Radon Info

What is it?

Radon is a radioactive gas that is formed naturally by the breakdown of uranium in soil, rock and water. Radon is colourless, odourless and tasteless.

As a gas, radon can move freely through the soil enabling it to escape to the atmosphere or seep into buildings. When radon escapes from the bedrock into the outdoor air, it is diluted to such low concentrations that it poses a negligible threat to health. However, if a building is built over bedrock or soil that contains uranium, radon gas will be “sucked” into the building by the Stack Effect through cracks in foundation walls and floors or gaps around pipes and cables etc.

When radon is confined to enclosed or poorly ventilated spaces, it can accumulate to high levels. Radon levels are generally highest in basements and crawl spaces because these areas are nearest to the source and are usually poorly ventilated. In the open air, the amount of radon gas is very small and does not pose a health risk.

Radon is the #2 cause of lung
cancer behind smoking and account for 16% of lung cancer deaths.

Based on Health Canada’s 2010 study

7% of Canadian homes have Radon levels above the Canadian acceptable level of 200 Bq/m3. 24.8% of New Brunswick homes have Radon levels above the Canadian acceptable level of 200 Bq/m3. The highest percentage in the country.

How can radon affect my health

As Radon breaks down, it forms radioactive particles that can get lodged into your lung tissue as you breathe. The Radon particles then release energy that can damage your lung cells. When lung cells are damaged, they have the potential to result in cancer. Not everyone exposed to radon will develop lung cancer, and the time between exposure and the onset of the disease can take up to many years.

Long-term exposure to Radon is linked to approximately 16% of lung cancer deaths in Canada. It is the 2nd leading cause of lung cancer after smoking and the leading cause of lung cancer for people who have never smoked. If you smoke or have smoked and your home has high radon levels, your risk of lung cancer is especially high.

Health Affects of Radon
Health Affects of Radon

How it enters my home?

Stack Effect

Radon gas can enter a house any place it finds an opening where the house contacts the soil: cracks in foundation walls and in floor slabs, construction joints, gaps around service pipes and support posts, floor drains and sumps, cavities inside walls, and the water supply. Air pressure differentials across the basement slab directly affect the radon being brought into the house by means of the stack effect. Heat rising in the home creates a natural draw on the lower levels, bringing in soil gas, including Radon.

Well Water

Radon can also be found in groundwater from private or small community wells. Radon produced in the ground can dissolve and accumulate in water from underground sources such as wells. When water containing Radon is agitated during daily household use – showering, clothes washing or cooking, for example – the Radon gas can be released into the air.
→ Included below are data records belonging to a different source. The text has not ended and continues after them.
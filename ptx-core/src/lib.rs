//! Core contracts shared by the transaction and executor layers.
//!
//! Holds the work envelopes that travel between partitions, the result-table model, and the
//! seams to the storage engine, the messaging layer, and system procedures.

pub mod containers;
pub mod engine;
pub mod fragment;
pub mod messenger;
pub mod procedure;
pub mod registry;
pub mod table;
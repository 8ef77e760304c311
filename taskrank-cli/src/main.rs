use anyhow::{Context, Result};
use clap::{Parser, Subcommand};
use std::path::PathBuf;
use std::process::ExitCode;
use taskrank_core::{
    detect_circular_dependencies, AnalysisReport, PriorityScorer, ScoredTask, ScoringError,
    Strategy, TaskId,
};

mod config;
mod input;
mod logging;
mod state;

use config::Config;

#[derive(Parser, Debug)]
#[command(
    name = "taskrank",
    version,
    long_version = concat!(env!("CARGO_PKG_VERSION"), " (", env!("TASKRANK_BUILD_SHA"), ")"),
    about = "Rank tasks by urgency, importance, effort and blocked work"
)]
struct Cli {
    /// Debug logging (overridden by RUST_LOG)
    #[arg(long, short, global = true)]
    verbose: bool,

    #[command(subcommand)]
    command: Command,
}

#[derive(Subcommand, Debug)]
enum Command {
    /// Score and rank every task in a batch
    Analyze {
        /// JSON batch file (`-` for stdin)
        #[arg(long, short)]
        input: PathBuf,

        /// smart_balance | fastest_wins | high_impact | deadline_driven
        #[arg(long, short)]
        strategy: Option<String>,

        /// Only print the first N tasks
        #[arg(long)]
        limit: Option<usize>,

        /// Print the JSON report instead of a table
        #[arg(long)]
        json: bool,
    },

    /// Show the few tasks to work on next
    Suggest {
        #[arg(long, short)]
        input: PathBuf,

        #[arg(long, short)]
        strategy: Option<String>,

        /// How many tasks to suggest (default from config: 3)
        #[arg(long, short)]
        count: Option<usize>,
    },

    /// Only check the batch for circular dependencies
    Check {
        #[arg(long, short)]
        input: PathBuf,
    },

    /// List the available strategies and their weights
    Strategies,

    /// Manage ~/.taskrank/config.toml
    Config {
        #[command(subcommand)]
        command: ConfigCommand,
    },
}

#[derive(Subcommand, Debug)]
enum ConfigCommand {
    /// Write a default config file if none exists
    Init,
    /// Print the effective config
    Show,
}

fn main() -> Result<ExitCode> {
    let cli = Cli::parse();
    let cfg = config::load_config()?;
    logging::init_logger(&cfg.logging.level, cli.verbose);

    match cli.command {
        Command::Analyze {
            input,
            strategy,
            limit,
            json,
        } => {
            let batch = input::read_batch(&input)?;
            let strategy = resolve_strategy(strategy, batch.strategy.as_deref(), &cfg)?;
            tracing::info!(tasks = batch.tasks.len(), %strategy, "analyzing {}", input.display());

            let report = match PriorityScorer::new(strategy).analyze(&batch.tasks) {
                Ok(r) => r,
                Err(e) => return report_scoring_error(e),
            };

            let limit = limit.unwrap_or(cfg.output.limit);
            if json || cfg.output.json {
                print_json(&report, limit)?;
            } else {
                print_report(&report, limit);
            }
        }

        Command::Suggest {
            input,
            strategy,
            count,
        } => {
            let batch = input::read_batch(&input)?;
            let strategy = resolve_strategy(strategy, batch.strategy.as_deref(), &cfg)?;
            let count = count.unwrap_or(cfg.output.suggest_count);

            let top = match PriorityScorer::new(strategy).suggest(&batch.tasks, count) {
                Ok(t) => t,
                Err(e) => return report_scoring_error(e),
            };

            if top.is_empty() {
                println!("No tasks to suggest.");
            } else {
                println!("Work on these next ({strategy}):\n");
                for (i, t) in top.iter().enumerate() {
                    println!("{}. {}", i + 1, task_label(t));
                    println!("   score {:.2} | {}", t.priority_score, t.explanation);
                }
            }
        }

        Command::Check { input } => {
            let batch = input::read_batch(&input)?;
            let cycles = detect_circular_dependencies(&batch.tasks);
            if !cycles.is_empty() {
                return report_scoring_error(ScoringError::DependencyCycle { cycles });
            }
            println!("No circular dependencies in {} tasks.", batch.tasks.len());
        }

        Command::Strategies => {
            for s in Strategy::ALL {
                let weights: Vec<String> = s
                    .weights()
                    .iter()
                    .map(|(sub, w)| format!("{} {:.0}%", sub.label(), w * 100.0))
                    .collect();
                println!("{:<16} {}", s.name(), s.description());
                println!("{:<16} {}", "", weights.join(", "));
            }
        }

        Command::Config { command } => match command {
            ConfigCommand::Init => config::init_config()?,
            ConfigCommand::Show => {
                println!("# {}", config::config_path()?.display());
                print!("{}", toml::to_string_pretty(&cfg).context("serialize config")?);
            }
        },
    }

    Ok(ExitCode::SUCCESS)
}

/// Command line beats the input file, which beats the config default.
fn resolve_strategy(cli: Option<String>, file: Option<&str>, cfg: &Config) -> Result<Strategy> {
    match cli.as_deref().or(file) {
        Some(name) => Ok(Strategy::parse(name)?),
        None => cfg.default_strategy(),
    }
}

fn report_scoring_error(err: ScoringError) -> Result<ExitCode> {
    if let ScoringError::DependencyCycle { cycles } = &err {
        tracing::warn!(count = cycles.len(), "refusing to score a batch with cycles");
        eprintln!("Circular dependencies detected:");
        for c in cycles {
            eprintln!("  {}", format_cycle(c));
        }
        return Ok(ExitCode::FAILURE);
    }
    Err(err.into())
}

fn format_cycle(cycle: &[TaskId]) -> String {
    cycle
        .iter()
        .map(ToString::to_string)
        .collect::<Vec<_>>()
        .join(" -> ")
}

fn task_label(t: &ScoredTask) -> String {
    match (&t.task.id, &t.task.title) {
        (Some(id), Some(title)) => format!("[{id}] {title}"),
        (Some(id), None) => format!("[{id}]"),
        (None, Some(title)) => title.clone(),
        (None, None) => "(untitled)".to_string(),
    }
}

fn shown(report: &AnalysisReport, limit: usize) -> &[ScoredTask] {
    if limit == 0 {
        &report.tasks
    } else {
        report.top(limit)
    }
}

fn print_report(report: &AnalysisReport, limit: usize) {
    println!(
        "# {} tasks ranked with {}\n",
        report.total_tasks, report.strategy_used
    );
    for t in shown(report, limit) {
        println!(
            "{:>6.2}  {:<6}  {}",
            t.priority_score,
            t.priority_level.label(),
            task_label(t)
        );
        println!("{:>16}{}", "", t.explanation);
    }
}

fn print_json(report: &AnalysisReport, limit: usize) -> Result<()> {
    let trimmed = AnalysisReport {
        tasks: shown(report, limit).to_vec(),
        strategy_used: report.strategy_used,
        total_tasks: report.total_tasks,
    };
    println!(
        "{}",
        serde_json::to_string_pretty(&trimmed).context("serialize report")?
    );
    Ok(())
}

#[cfg(test)]
mod tests {
    use super::*;

    #[test]
    fn test_strategy_precedence() {
        let cfg = Config::default();
        assert_eq!(
            resolve_strategy(Some("high_impact".into()), Some("fastest_wins"), &cfg).unwrap(),
            Strategy::HighImpact
        );
        assert_eq!(
            resolve_strategy(None, Some("fastest_wins"), &cfg).unwrap(),
            Strategy::FastestWins
        );
        assert_eq!(resolve_strategy(None, None, &cfg).unwrap(), Strategy::SmartBalance);
    }

    #[test]
    fn test_unknown_strategy_fails() {
        let cfg = Config::default();
        assert!(resolve_strategy(Some("shortest_first".into()), None, &cfg).is_err());
    }

    #[test]
    fn test_cli_parses_analyze() {
        let cli = Cli::try_parse_from([
            "taskrank", "analyze", "--input", "tasks.json", "--strategy", "fastest_wins", "--json",
        ])
        .unwrap();
        match cli.command {
            Command::Analyze { strategy, json, .. } => {
                assert_eq!(strategy.as_deref(), Some("fastest_wins"));
                assert!(json);
            }
            other => panic!("unexpected command {other:?}"),
        }
    }

    #[test]
    fn test_long_version_carries_build_sha() {
        use clap::CommandFactory;
        let cmd = Cli::command();
        let long = cmd.get_long_version().unwrap_or_default();
        assert!(long.starts_with(env!("CARGO_PKG_VERSION")), "{long}");
        assert!(long.ends_with(concat!("(", env!("TASKRANK_BUILD_SHA"), ")")), "{long}");
        assert!(!env!("TASKRANK_BUILD_SHA").is_empty());
    }

    #[test]
    fn test_format_cycle() {
        let c = vec![TaskId::Num(1), TaskId::from("b"), TaskId::Num(1)];
        assert_eq!(format_cycle(&c), "1 -> b -> 1");
    }
}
However, research has shown that drinking water that contains Radon is far less harmful than breathing the gas. The health risk does not come from consuming the Radon, but from inhaling the gas. And in most cases, the risk of Radon entering the home through water is much lower than if it enters through the ground.

Building Materials

Materials used to construct a house – stones, bricks, cement, or granite, for example – are not a significant source of Radon in Canada. Natural materials taken from the ground, like granite, can contain some uranium and may have higher levels of radiation or Radon than expected, but in the vast majority of cases these levels are not significant. All homes have Radon. The levels can vary dramatically even between similar homes located next to each other. The amount of Radon in a home will depend on many factors. Testing is the only way to know you levels.